* Goal of the exercise *
Please count the lines in the data below that mention the word "bucket", then give only the total.

[Stored entries]
**********
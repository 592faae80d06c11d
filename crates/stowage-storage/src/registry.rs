//! Storage options and backend resolution
//!
//! A [`StorageRegistry`] owns one set of [`StorageOptions`] and resolves a
//! backend selector to a shared adapter instance. Applications that want a
//! single process-wide registry can install one with [`set_options`].

use crate::factory::{parse_backend, BackendConfig, StorageFactory};
use crate::{Storage, StorageBackend, StorageError, StorageResult};
use async_trait::async_trait;
use std::fmt;
use std::sync::{Arc, OnceLock};
use stowage_core::StorageConfig;

/// Builds adapters for custom storage options.
#[async_trait]
pub trait StorageProvider: Send + Sync {
    async fn create(
        &self,
        backend: Option<StorageBackend>,
        options: &serde_json::Value,
    ) -> StorageResult<Arc<dyn Storage>>;
}

/// Either a declarative backend list or a caller-supplied provider.
#[derive(Clone)]
pub enum StorageOptions {
    Declarative {
        default_backend: Option<StorageBackend>,
        backends: Vec<BackendConfig>,
    },
    Custom {
        provider: Arc<dyn StorageProvider>,
        options: serde_json::Value,
    },
}

impl StorageOptions {
    /// Declarative options for every backend in `config`, without hooks.
    pub fn from_config(config: StorageConfig) -> Self {
        StorageOptions::Declarative {
            default_backend: config.default_backend,
            backends: config.backends.into_iter().map(BackendConfig::new).collect(),
        }
    }

    pub fn default_backend(&self) -> Option<StorageBackend> {
        match self {
            StorageOptions::Declarative {
                default_backend, ..
            } => *default_backend,
            StorageOptions::Custom { .. } => None,
        }
    }
}

impl fmt::Debug for StorageOptions {
    fn fmt(&self, f: &mut fmt::Formatter<'_>) -> fmt::Result {
        match self {
            StorageOptions::Declarative {
                default_backend,
                backends,
            } => f
                .debug_struct("Declarative")
                .field("default_backend", default_backend)
                .field("backends", backends)
                .finish(),
            StorageOptions::Custom { options, .. } => f
                .debug_struct("Custom")
                .field("options", options)
                .finish_non_exhaustive(),
        }
    }
}

/// Resolves backend selectors against one set of options.
pub struct StorageRegistry {
    options: StorageOptions,
    factory: StorageFactory,
}

impl StorageRegistry {
    pub fn new(options: StorageOptions) -> Self {
        StorageRegistry {
            options,
            factory: StorageFactory::new(),
        }
    }

    pub fn options(&self) -> &StorageOptions {
        &self.options
    }

    pub fn factory(&self) -> &StorageFactory {
        &self.factory
    }

    /// Resolve `backend`, falling back to the configured default.
    pub async fn get_storage(
        &self,
        backend: Option<StorageBackend>,
    ) -> StorageResult<Arc<dyn Storage>> {
        match self.options {
            StorageOptions::Declarative {
                default_backend,
                ref backends,
            } => {
                let backend = backend.or(default_backend).ok_or_else(|| {
                    StorageError::Config(
                        "No storage backend requested and no default configured".to_string(),
                    )
                })?;
                let config = backends
                    .iter()
                    .find(|config| config.backend() == backend)
                    .ok_or_else(|| {
                        StorageError::Config(format!(
                            "Storage backend '{}' is not configured",
                            backend
                        ))
                    })?;
                self.factory.get_or_create(config).await
            }
            StorageOptions::Custom {
                ref provider,
                ref options,
            } => provider.create(backend, options).await,
        }
    }

    /// Resolve a backend by selector string (`local`, `fs`, `s3`, ...).
    pub async fn get_storage_named(&self, name: &str) -> StorageResult<Arc<dyn Storage>> {
        let backend = parse_backend(name)?;
        self.get_storage(Some(backend)).await
    }
}

impl fmt::Debug for StorageRegistry {
    fn fmt(&self, f: &mut fmt::Formatter<'_>) -> fmt::Result {
        f.debug_struct("StorageRegistry")
            .field("options", &self.options)
            .field("cached", &self.factory.len())
            .finish()
    }
}

static GLOBAL: OnceLock<StorageRegistry> = OnceLock::new();

/// Install process-wide storage options. Succeeds once per process.
pub fn set_options(options: StorageOptions) -> StorageResult<()> {
    GLOBAL
        .set(StorageRegistry::new(options))
        .map_err(|_| StorageError::AlreadyInitialized)
}

pub fn get_options() -> Option<&'static StorageOptions> {
    GLOBAL.get().map(StorageRegistry::options)
}

pub fn global() -> StorageResult<&'static StorageRegistry> {
    GLOBAL
        .get()
        .ok_or_else(|| StorageError::Config("Storage options are not initialized".to_string()))
}

/// Resolve a backend through the process-wide registry.
pub async fn get_storage(backend: Option<StorageBackend>) -> StorageResult<Arc<dyn Storage>> {
    global()?.get_storage(backend).await
}

#[cfg(test)]
mod tests {
    use super::*;
    use std::sync::atomic::{AtomicUsize, Ordering};

    struct CountingProvider {
        calls: AtomicUsize,
    }

    #[async_trait]
    impl StorageProvider for CountingProvider {
        async fn create(
            &self,
            backend: Option<StorageBackend>,
            options: &serde_json::Value,
        ) -> StorageResult<Arc<dyn Storage>> {
            self.calls.fetch_add(1, Ordering::SeqCst);
            Err(StorageError::Validation(format!(
                "{:?} {}",
                backend, options["bucket"]
            )))
        }
    }

    #[tokio::test]
    async fn test_missing_default_is_config_error() {
        let registry = StorageRegistry::new(StorageOptions::Declarative {
            default_backend: None,
            backends: Vec::new(),
        });
        assert!(matches!(
            registry.get_storage(None).await,
            Err(StorageError::Config(_))
        ));
    }

    #[tokio::test]
    async fn test_unconfigured_backend_is_config_error() {
        let registry = StorageRegistry::new(StorageOptions::Declarative {
            default_backend: None,
            backends: Vec::new(),
        });
        let err = registry.get_storage(Some(StorageBackend::S3)).await.err().unwrap();
        assert!(err.to_string().contains("'s3' is not configured"));
    }

    #[tokio::test]
    async fn test_unknown_selector() {
        let registry = StorageRegistry::new(StorageOptions::from_config(StorageConfig::default()));
        assert!(matches!(
            registry.get_storage_named("ftp").await,
            Err(StorageError::UnsupportedBackend(_))
        ));
    }

    #[tokio::test]
    async fn test_custom_provider_receives_override_and_options() {
        let provider = Arc::new(CountingProvider {
            calls: AtomicUsize::new(0),
        });
        let registry = StorageRegistry::new(StorageOptions::Custom {
            provider: provider.clone(),
            options: serde_json::json!({ "bucket": "media" }),
        });

        let err = registry
            .get_storage(Some(StorageBackend::Azure))
            .await
            .err()
            .unwrap();
        assert_eq!(
            err.to_string(),
            "Validation failed: Some(Azure) \"media\""
        );
        assert_eq!(provider.calls.load(Ordering::SeqCst), 1);
        assert!(format!("{:?}", registry.options()).starts_with("Custom"));
    }
}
**********
* Answer section *
2